- DATA TO EXAMINE -
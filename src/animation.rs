// This Source Code Form is subject to the terms of the Mozilla Public
// License, v. 2.0. If a copy of the MPL was not distributed with this
// file, You can obtain one at http://mozilla.org/MPL/2.0/.

//! The animation loop.  Theta starts at zero and creeps forward by a
//! fixed step every frame.  Each tick renders one frame, shows it, and
//! if we're recording, hands it to the recorder.  When the screen says
//! stop, we stop, and the recorder gets exactly one chance to write
//! out what it has.
//!
//! The loop itself can't fail.  Whatever the screen or the recorder
//! returns as an error ends the run on the spot; there's no sensible
//! way to patch a hole in the middle of an animation.

use std::path::PathBuf;
use tracing::{debug, info};

use crate::display::Screen;
use crate::error::JuliaError;
use crate::recorder::{Format, Recorder};
use crate::render::Renderer;

/// Knobs for a run.
#[derive(Debug, Clone, PartialEq)]
pub struct AnimationConfig {
    /// How far theta moves between frames.
    pub step: f64,
    /// Frames per second for every encoded artifact.
    pub frame_rate: u32,
    /// What the recorder should write when the run ends.
    pub formats: Vec<Format>,
}

impl Default for AnimationConfig {
    fn default() -> Self {
        AnimationConfig {
            step: 0.01,
            frame_rate: 24,
            formats: vec![Format::Mp4, Format::Gif],
        }
    }
}

/// An animation is either running or done.  There's no pause.
#[derive(Copy, Clone, Debug, PartialEq, Eq)]
pub enum State {
    /// Still producing frames.
    Running,
    /// Finished, for good.
    Stopped,
}

/// What a completed run produced.
#[derive(Debug, Clone, PartialEq)]
pub struct Summary {
    /// Frames rendered and shown.
    pub frames: usize,
    /// Theta after the last step.
    pub theta: f64,
    /// Files the recorder wrote, if there was one.
    pub artifacts: Vec<PathBuf>,
}

/// Owns theta and drives the renderer.
#[derive(Debug)]
pub struct Animation {
    renderer: Renderer,
    config: AnimationConfig,
    theta: f64,
    frames: usize,
    state: State,
}

impl Animation {
    /// A fresh animation at theta zero.  The step has to be finite and
    /// the frame rate non-zero.
    pub fn new(renderer: Renderer, config: AnimationConfig) -> Result<Self, JuliaError> {
        if !config.step.is_finite() {
            return Err(JuliaError::InvalidStep(config.step));
        }
        if config.frame_rate == 0 {
            return Err(JuliaError::InvalidFrameRate);
        }
        Ok(Animation {
            renderer,
            config,
            theta: 0.0,
            frames: 0,
            state: State::Running,
        })
    }

    /// The current animation parameter.
    pub fn theta(&self) -> f64 {
        self.theta
    }

    /// Frames rendered so far.
    pub fn frames(&self) -> usize {
        self.frames
    }

    /// Running or stopped.
    pub fn state(&self) -> State {
        self.state
    }

    /// Run until `screen` says stop.  Passing a recorder turns capture
    /// on; it is finalized exactly once, after the last frame.  An
    /// animation only runs once.
    pub fn run<S: Screen>(
        &mut self,
        screen: &mut S,
        mut recorder: Option<&mut dyn Recorder>,
    ) -> Result<Summary, JuliaError> {
        if self.state == State::Stopped {
            return Err(JuliaError::AlreadyStopped);
        }

        let plane = self.renderer.plane();
        info!(
            width = plane.width(),
            height = plane.height(),
            threads = self.renderer.threads(),
            recording = recorder.is_some(),
            "animation started"
        );

        let ticked = self.animate(screen, &mut recorder);
        self.state = State::Stopped;
        ticked?;

        info!(frames = self.frames, theta = self.theta, "animation stopped");
        let artifacts = match recorder {
            Some(recorder) => recorder.finalize(self.config.frame_rate, &self.config.formats)?,
            None => vec![],
        };

        Ok(Summary {
            frames: self.frames,
            theta: self.theta,
            artifacts,
        })
    }

    fn animate<S: Screen>(
        &mut self,
        screen: &mut S,
        recorder: &mut Option<&mut dyn Recorder>,
    ) -> Result<(), JuliaError> {
        while screen.running() {
            let frame = self.renderer.render(self.theta).with_index(self.frames);
            screen.show(&frame)?;
            if let Some(recorder) = recorder.as_mut() {
                recorder.append(frame)?;
            }
            debug!(index = self.frames, theta = self.theta, "frame done");
            self.frames += 1;
            self.theta += self.config.step;
        }
        Ok(())
    }
}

- EXERCISE BRIEF -
Whenever a line of the material holds the word "rendered", copy it out.

- WRITTEN ANSWER -
    /// Frames rendered and shown.
    /// Frames rendered so far.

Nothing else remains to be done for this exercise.